SAS mosaic of the search survey with optical image of one of the detected targets
Consequences With the above functions in the vehicle, the AUV can perform detection, classification and identification during a single mission. This functionality provides substantial time savings in mine countermeasure (MCM) missions and facilitates in-stride AUV based MCM operations. In many cases, the AUV will not be able to capture images of every single potential mine-like contact. This can be due to e.g. time constraints, imperfect sonar imagery, limitations in the ATR performance, navigation uncertainty or other operational issues. However, even in such cases, having optical imagery of a number of sonar contacts is very valuable. Interpreting sonar images – even very high resolution SAS images – of previously unseen objects can be difficult.
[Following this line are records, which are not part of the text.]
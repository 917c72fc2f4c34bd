//! Utility modules for commander scoring
//!
//! Contains shared functionality used across multiple metrics:
//! - Normalization: guarded ratios, category means, output rounding
//! - Card counting: per-card commander usage for the frequency table
//! - Card lists: category extraction and precomputed commander profiles

pub mod normalization;
pub mod card_counter;
pub mod card_lists;

// Re-export commonly used types
pub use normalization::{mean_over, normalize_raw_weight, round_to, safe_ratio};
pub use card_counter::count_card_usage;
pub use card_lists::{cards_from_category, CategoryCards, CommanderProfile};
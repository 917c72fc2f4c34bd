//! Pipeline Integration Tests
//!
//! Runs the full load → score → save flow against small fixture files in a
//! temporary directory, the same sequence the `prepare_viz_data` binary runs.

use approx::assert_relative_eq;
use commander_graph::report::TribeWeightDistribution;
use commander_graph::{
    calculate_card_frequencies, load_results, normalize_tribe_counts, process_nodes,
    save_results, CardMetadataTable, CommanderDataset, EdgeRecord, GraphScorer, NodeRecord,
    NoopObserver, PipelineConfig,
};
use std::collections::HashMap;
use std::fs;
use std::path::Path;
use tempfile::TempDir;

const COMMANDERS: &str = r#"{
    "The Ur-Dragon": {
        "deck_count": 20000, "rank": 3, "color_identity": ["W", "U", "B", "R", "G"],
        "card_groups": {
            "High Synergy Cards": [{"name": "Dragonspeaker Shaman"}, {"name": "Sarkhan's Unsealing"}],
            "Creatures": [{"name": "Dragonspeaker Shaman"}, {"name": "Old Gnawbone"}],
            "Mana Artifacts": [{"name": "Sol Ring"}, {"name": "Arcane Signet"}],
            "Lands": [{"name": "Command Tower"}]
        },
        "tribes": [
            {"name": "Dragons", "count": 8000},
            {"name": "5-color", "count": 2000},
            {"name": "Tribal", "count": 1000}
        ]
    },
    "Tiamat": {
        "deck_count": 5000, "rank": 150, "color_identity": ["W", "U", "B", "R", "G"],
        "card_groups": {
            "High Synergy Cards": [{"name": "Sarkhan's Unsealing"}],
            "Creatures": [{"name": "Old Gnawbone"}],
            "Mana Artifacts": [{"name": "Sol Ring"}],
            "Lands": [{"name": "Command Tower"}, {"name": "Exotic Orchard"}]
        },
        "tribes": [
            {"name": "Dragons", "count": 600},
            {"name": "Tribal", "count": 300},
            {"name": "Treasure", "count": 100}
        ]
    },
    "Unreleased Commander": null,
    "Krenko, Mob Boss": {
        "deck_count": 15000, "rank": 10, "color_identity": ["R"],
        "card_groups": {
            "Creatures": [{"name": "Goblin King"}],
            "Mana Artifacts": [{"name": "Sol Ring"}]
        }
    },
    "Talrand, Sky Summoner": {
        "deck_count": 4000, "rank": 90, "color_identity": ["U"],
        "card_groups": { "Instants": [{"name": "Counterspell"}] }
    }
}"#;

const CARD_METADATA: &[&str] = &[
    "[",
    r#"{"name": "Sol Ring", "color_identity": [], "rarity": "uncommon", "released_at": "2020-11-20"},"#,
    r#"{"name": "Sol Ring", "color_identity": [], "rarity": "uncommon", "released_at": "1993-08-05", "image_uris": {"normal": "https://img/sol.jpg"}},"#,
    r#"{"name": "Arcane Signet", "color_identity": [], "rarity": "common"},"#,
    r#"{"name": "Command Tower", "color_identity": [], "rarity": "common"},"#,
    r#"{"name": "Exotic Orchard", "color_identity": [], "rarity": "rare"},"#,
    r#"{"name": "Dragonspeaker Shaman", "color_identity": ["R"], "rarity": "uncommon"},"#,
    r#"{"name": "Sarkhan's Unsealing", "color_identity": ["R"], "rarity": "rare"},"#,
    r#"{"name": "Old Gnawbone", "color_identity": ["G"], "rarity": "mythic"},"#,
    r#"{"name": "Goblin King", "color_identity": ["R"], "rarity": "rare"},"#,
    r#"this line is not json,"#,
    r#"{"name": "Counterspell", "color_identity": ["U"], "rarity": "uncommon"}"#,
    "]",
];

fn write_fixtures(dir: &Path) {
    fs::write(dir.join("extracted_commander_data.json"), COMMANDERS).unwrap();
    fs::write(
        dir.join("default-cards-20241223222017.json"),
        CARD_METADATA.join("\n"),
    )
    .unwrap();
}

fn config_for(dir: &Path, parallel: bool) -> PipelineConfig {
    let vars: HashMap<&str, String> = [
        ("DATA_DIR", dir.display().to_string()),
        ("PARALLEL", parallel.to_string()),
    ]
    .into_iter()
    .collect();
    PipelineConfig::from_lookup(|key| vars.get(key).cloned()).unwrap()
}

fn run(config: &PipelineConfig) -> (Vec<NodeRecord>, Vec<EdgeRecord>) {
    let dataset = CommanderDataset::load(&config.commander_data).unwrap();
    let metadata = CardMetadataTable::load(&config.card_metadata).unwrap();

    let nodes = process_nodes(&dataset, &config.scoring);
    let frequencies = calculate_card_frequencies(&dataset, &config.scoring.categories);
    let tribes = normalize_tribe_counts(&dataset);
    let scorer = GraphScorer::new(&dataset, &nodes, &metadata, &frequencies, &tribes, &config.scoring);

    let edges = if config.parallel {
        scorer.build_edges_parallel(&NoopObserver)
    } else {
        scorer.build_edges(&NoopObserver)
    };

    save_results(&nodes, &edges, &config.output_dir).unwrap();
    (nodes, edges)
}

fn edge<'e>(edges: &'e [EdgeRecord], source: &str, target: &str) -> Option<&'e EdgeRecord> {
    edges.iter().find(|e| e.source == source && e.target == target)
}

#[test]
fn test_full_pipeline_round_trip() {
    let dir = TempDir::new().unwrap();
    write_fixtures(dir.path());
    let config = config_for(dir.path(), false);

    let (nodes, edges) = run(&config);
    let (saved_nodes, saved_edges) = load_results(&config.output_dir).unwrap();

    assert_eq!(saved_nodes, nodes);
    assert_eq!(saved_edges, edges);
    assert!(config.output_dir.ends_with("viz_data"));
}

#[test]
fn test_nodes_follow_input_order_and_skip_null() {
    let dir = TempDir::new().unwrap();
    write_fixtures(dir.path());
    let (nodes, _) = run(&config_for(dir.path(), false));

    let ids: Vec<&str> = nodes.iter().map(|n| n.id.as_str()).collect();
    assert_eq!(
        ids,
        vec!["The Ur-Dragon", "Tiamat", "Krenko, Mob Boss", "Talrand, Sky Summoner"]
    );
    assert_eq!(nodes[0].card_counts.get("Mana Artifacts"), Some(&2));
    assert_eq!(nodes[0].rank, Some(3));
}

#[test]
fn test_dragon_pair_edge() {
    let dir = TempDir::new().unwrap();
    write_fixtures(dir.path());
    let (_, edges) = run(&config_for(dir.path(), false));

    let dragons = edge(&edges, "The Ur-Dragon", "Tiamat").expect("dragon edge");

    // Dragons min(0.727, 0.6)
    assert_relative_eq!(dragons.tribes_weight, 0.6, epsilon = 1e-9);
    // Dragons (1.0) + Tribal ((0.7225 + 0.85) / 2) over 2.5725
    assert_relative_eq!(dragons.tribes_simplified_weight, 0.694, epsilon = 1e-9);
    assert_eq!(dragons.raw_overlaps.get("Mana Artifacts"), Some(&1));
    assert_eq!(dragons.raw_overlaps.get("Lands"), Some(&1));
    assert_eq!(dragons.raw_overlaps.len(), 10);
    assert!(dragons.composite_weight > 0.0 && dragons.composite_weight <= 1.0);
}

#[test]
fn test_colorless_staples_link_disjoint_colors() {
    let dir = TempDir::new().unwrap();
    write_fixtures(dir.path());
    let (_, edges) = run(&config_for(dir.path(), false));

    // Krenko shares Sol Ring with both dragon commanders
    let krenko = edge(&edges, "The Ur-Dragon", "Krenko, Mob Boss").expect("krenko edge");
    assert_eq!(krenko.raw_overlaps.get("Mana Artifacts"), Some(&1));
    assert_eq!(krenko.tribes_weight, 0.0);
    assert_eq!(krenko.tribes_simplified_weight, 0.0);

    // Talrand shares nothing with anyone
    assert!(edges
        .iter()
        .all(|e| e.source != "Talrand, Sky Summoner" && e.target != "Talrand, Sky Summoner"));
    assert!(edges.iter().all(|e| e.composite_weight > 0.0));
}

#[test]
fn test_parallel_run_writes_identical_files() {
    let sequential_dir = TempDir::new().unwrap();
    let parallel_dir = TempDir::new().unwrap();
    write_fixtures(sequential_dir.path());
    write_fixtures(parallel_dir.path());

    let sequential = config_for(sequential_dir.path(), false);
    let parallel = config_for(parallel_dir.path(), true);
    assert!(parallel.parallel);
    run(&sequential);
    run(&parallel);

    for file in ["nodes.json", "edges.json"] {
        let a = fs::read_to_string(sequential.output_dir.join(file)).unwrap();
        let b = fs::read_to_string(parallel.output_dir.join(file)).unwrap();
        assert_eq!(a, b, "{} differs", file);
    }
}

#[test]
fn test_metadata_loader_tolerates_array_dump() {
    let dir = TempDir::new().unwrap();
    write_fixtures(dir.path());
    let config = config_for(dir.path(), false);

    let metadata = CardMetadataTable::load(&config.card_metadata).unwrap();
    assert_eq!(metadata.len(), 9);
    assert_eq!(metadata.skipped_lines(), 3);

    let sol_ring = metadata.get("Sol Ring").unwrap();
    assert_eq!(sol_ring.image_uris.normal.as_deref(), Some("https://img/sol.jpg"));
    assert_eq!(sol_ring.released_at.map(|d| d.to_string()).as_deref(), Some("1993-08-05"));
}

#[test]
fn test_tribe_distribution_over_run() {
    let dir = TempDir::new().unwrap();
    write_fixtures(dir.path());
    let (_, edges) = run(&config_for(dir.path(), false));

    let distribution = TribeWeightDistribution::from_edges(&edges);
    assert_eq!(distribution.total(), 1);
    assert_eq!(distribution.buckets[2], 1);
    assert_eq!(distribution.max, Some(0.6));
}

#[test]
fn test_missing_input_reports_path() {
    let dir = TempDir::new().unwrap();
    let config = config_for(dir.path(), false);
    let err = CommanderDataset::load(&config.commander_data).unwrap_err();
    assert!(format!("{:#}", err).contains("extracted_commander_data.json"));
}
//! Metric modules for commander pair scoring
//!
//! Each metric is implemented in its own module:
//! - `overlap`: raw and color-normalized card overlap per category
//! - `uniqueness`: global card frequencies and shared-card uniqueness
//! - `tribes`: tribe normalization and both tribal similarity variants

pub mod overlap;
pub mod uniqueness;
pub mod tribes;

// Re-export metric functions
pub use overlap::{calculate_normalized_overlap, calculate_overlap, possible_overlap, raw_overlap, shared_colors, OverlapResult};
pub use uniqueness::{calculate_card_frequencies, calculate_uniqueness_weight, shared_card_usage, CardFrequencies, SharedCard};
pub use tribes::{
    calculate_tribes_simplified_weight, calculate_tribes_weight, normalize_tribe_counts,
    position_weights, top_tribe_matches, tribes_simplified_weight_between, tribes_weight_between,
    NormalizedTribes, TribeMatch, TribeWeights,
};
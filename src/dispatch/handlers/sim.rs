//! SIM PIN handlers
//!
//! PIN and PUK values are never validated or logged; only the target device
//! has to exist.

use super::{resolve_device, HandlerContext};
use crate::error::RequestResult;
use crate::registry::DeviceRegistry;
use tracing::debug;

/// Handle REQUIRE_PIN (enable or disable the SIM lock)
pub fn handle_require_pin(
    ctx: &HandlerContext<'_>,
    registry: &DeviceRegistry,
    required: bool,
    _pin: &str,
) -> RequestResult<()> {
    resolve_device(ctx, registry)?;
    debug!("  [REQUIRE_PIN] {} required={}", ctx.device_path, required);
    Ok(())
}

/// Handle ENTER_PIN
pub fn handle_enter_pin(ctx: &HandlerContext<'_>, registry: &DeviceRegistry, _pin: &str) -> RequestResult<()> {
    resolve_device(ctx, registry)?;
    debug!("  [ENTER_PIN] {}", ctx.device_path);
    Ok(())
}

/// Handle UNBLOCK_PIN
pub fn handle_unblock_pin(
    ctx: &HandlerContext<'_>,
    registry: &DeviceRegistry,
    _puk: &str,
    _new_pin: &str,
) -> RequestResult<()> {
    resolve_device(ctx, registry)?;
    debug!("  [UNBLOCK_PIN] {}", ctx.device_path);
    Ok(())
}

/// Handle CHANGE_PIN
pub fn handle_change_pin(
    ctx: &HandlerContext<'_>,
    registry: &DeviceRegistry,
    _old_pin: &str,
    _new_pin: &str,
) -> RequestResult<()> {
    resolve_device(ctx, registry)?;
    debug!("  [CHANGE_PIN] {}", ctx.device_path);
    Ok(())
}
//! Cellular carrier selection handler

use super::{resolve_device, HandlerContext};
use crate::error::RequestResult;
use crate::registry::DeviceRegistry;
use tracing::debug;

/// Handle SET_CARRIER
pub fn handle_set_carrier(
    ctx: &HandlerContext<'_>,
    registry: &DeviceRegistry,
    carrier: &str,
) -> RequestResult<()> {
    let device = resolve_device(ctx, registry)?;

    debug!(
        "  [SET_CARRIER] {} ({}) -> {}",
        ctx.device_path,
        device.kind(),
        carrier
    );

    Ok(())
}
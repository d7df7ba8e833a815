//! Individual device state

use netdev_shared::{device_type, now_ms, PropertyStore};
use std::fmt;

/// Kind tag of a network device
#[derive(Debug, Clone, PartialEq, Eq, Hash)]
pub enum DeviceKind {
    Cellular,
    Wifi,
    Ethernet,
    Wimax,
    Bluetooth,
    Vpn,
    /// Any type tag not known to this crate
    Other(String),
}

impl DeviceKind {
    /// Parse a daemon type tag
    pub fn from_tag(tag: &str) -> Self {
        match tag {
            device_type::CELLULAR => DeviceKind::Cellular,
            device_type::WIFI => DeviceKind::Wifi,
            device_type::ETHERNET => DeviceKind::Ethernet,
            device_type::WIMAX => DeviceKind::Wimax,
            device_type::BLUETOOTH => DeviceKind::Bluetooth,
            device_type::VPN => DeviceKind::Vpn,
            other => DeviceKind::Other(other.to_string()),
        }
    }

    /// Daemon type tag for this kind
    pub fn as_tag(&self) -> &str {
        match self {
            DeviceKind::Cellular => device_type::CELLULAR,
            DeviceKind::Wifi => device_type::WIFI,
            DeviceKind::Ethernet => device_type::ETHERNET,
            DeviceKind::Wimax => device_type::WIMAX,
            DeviceKind::Bluetooth => device_type::BLUETOOTH,
            DeviceKind::Vpn => device_type::VPN,
            DeviceKind::Other(tag) => tag.as_str(),
        }
    }
}

impl fmt::Display for DeviceKind {
    fn fmt(&self, f: &mut fmt::Formatter<'_>) -> fmt::Result {
        f.write_str(self.as_tag())
    }
}

/// A network device known to the registry
#[derive(Debug, Clone)]
pub struct Device {
    path: String,
    kind: DeviceKind,
    name: String,
    added_at: u64,
    properties: PropertyStore,
}

impl Device {
    /// Create a device with an empty property store
    pub fn new(path: impl Into<String>, kind: DeviceKind, name: impl Into<String>) -> Self {
        Self {
            path: path.into(),
            kind,
            name: name.into(),
            added_at: now_ms(),
            properties: PropertyStore::new(),
        }
    }

    pub fn path(&self) -> &str {
        &self.path
    }

    pub fn kind(&self) -> &DeviceKind {
        &self.kind
    }

    pub fn name(&self) -> &str {
        &self.name
    }

    /// Registration time in milliseconds since Unix epoch
    pub fn added_at(&self) -> u64 {
        self.added_at
    }

    pub fn properties(&self) -> &PropertyStore {
        &self.properties
    }

    pub fn properties_mut(&mut self) -> &mut PropertyStore {
        &mut self.properties
    }
}
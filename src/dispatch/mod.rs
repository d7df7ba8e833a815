//! Request dispatch for device property and action requests
//!
//! This module handles:
//! - Issuing get/set/action requests against the device registry
//! - Resolving each request to exactly one outcome
//! - Scheduling outcomes on the completion channel in issue order
//! - Tracking requests until their continuation has been delivered

mod dispatcher;
pub mod handlers;

pub use dispatcher::{DeviceProperties, Operation, PendingRequest, RequestDispatcher, RequestId};
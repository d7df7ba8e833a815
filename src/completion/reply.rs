//! Awaitable adapter for request continuations

use crate::error::RequestResult;
use tokio::sync::oneshot;

/// Create a continuation paired with a receiver for its outcome
///
/// The receiver resolves once the continuation has been delivered by a
/// drain. If the receiver was dropped the outcome is discarded.
pub fn reply<T>() -> (
    impl FnOnce(RequestResult<T>) + Send + 'static,
    oneshot::Receiver<RequestResult<T>>,
)
where
    T: Send + 'static,
{
    let (tx, rx) = oneshot::channel();
    let continuation = move |result: RequestResult<T>| {
        let _ = tx.send(result);
    };
    (continuation, rx)
}
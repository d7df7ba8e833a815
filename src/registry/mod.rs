//! Device registry
//!
//! This module handles:
//! - Cataloguing known devices by path
//! - Owning each device's property store
//! - Seeding devices and properties directly, bypassing the dispatcher

mod device;
mod manager;

pub use device::{Device, DeviceKind};
pub use manager::DeviceRegistry;
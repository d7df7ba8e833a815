//! Network Device Handler
//!
//! Asynchronous property and action requests against network devices.
//! Requests are resolved against an in-memory [`registry::DeviceRegistry`]
//! and their outcome is delivered through a cooperatively drained
//! [`completion::CompletionChannel`].

pub mod completion;
pub mod config;
pub mod dispatch;
pub mod error;
pub mod registry;

pub use completion::{reply, CompletionChannel, MessagePump};
pub use config::{DeviceSeed, HandlerConfig};
pub use dispatch::{DeviceProperties, RequestDispatcher, RequestId};
pub use error::{ErrorKind, RequestError, RequestResult};
pub use registry::{Device, DeviceKind, DeviceRegistry};
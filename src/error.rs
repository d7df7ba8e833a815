//! Error kinds delivered to request continuations

use std::fmt;
use thiserror::Error;

/// Opaque failure kind reported to a request's continuation
#[derive(Debug, Clone, Copy, PartialEq, Eq, Hash)]
pub enum ErrorKind {
    /// The requested device path is not in the registry
    DeviceNotFound,
}

impl ErrorKind {
    /// Stable identifier for this kind
    pub fn name(&self) -> &'static str {
        match self {
            ErrorKind::DeviceNotFound => "device-not-found",
        }
    }
}

impl fmt::Display for ErrorKind {
    fn fmt(&self, f: &mut fmt::Formatter<'_>) -> fmt::Result {
        f.write_str(self.name())
    }
}

/// Failure outcome of a request
#[derive(Error, Debug, Clone, PartialEq, Eq)]
#[error("{kind} for device {device_path}")]
pub struct RequestError {
    pub device_path: String,
    pub kind: ErrorKind,
}

impl RequestError {
    pub fn device_not_found(device_path: impl Into<String>) -> Self {
        Self {
            device_path: device_path.into(),
            kind: ErrorKind::DeviceNotFound,
        }
    }
}

/// Outcome delivered to a request continuation
pub type RequestResult<T> = Result<T, RequestError>;

/// Errors from direct registry access
#[derive(Error, Debug, Clone, PartialEq, Eq)]
pub enum RegistryError {
    #[error("Device not found: {path}")]
    DeviceNotFound { path: String },
}

#[cfg(test)]
mod tests {
    use super::*;

    #[test]
    fn test_error_display() {
        let err = RequestError::device_not_found("unknown_cellular_device");
        assert_eq!(err.kind, ErrorKind::DeviceNotFound);
        assert_eq!(
            err.to_string(),
            "device-not-found for device unknown_cellular_device"
        );
    }

    #[test]
    fn test_registry_error_display() {
        let err = RegistryError::DeviceNotFound {
            path: "stub_wifi_device".into(),
        };
        assert_eq!(err.to_string(), "Device not found: stub_wifi_device");
    }
}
Having “ground truth” in the form of optical images available for a number of contacts helps the operators understand the environment.
About the Author Per Espen Hagen received his MSc in Signal Processing from the Norwegian Institute of Technology. In 1990, Hagen was employed as a scientist at the Norwegian Defence Research Establishment (FFI), initially working on autonomous missile navigation and guidance problems. In 1994, he joined FFI’s AUV research group, working in areas including sonar image analysis, nontraditional navigation, operator interfaces, and synthetic aperture sonar. From 1999 he served as project manager for the AUV related projects at FFI. In 2008 Hagen joined Kongsberg Maritime, where he is in charge of System Architecture at the AUV R&D Department.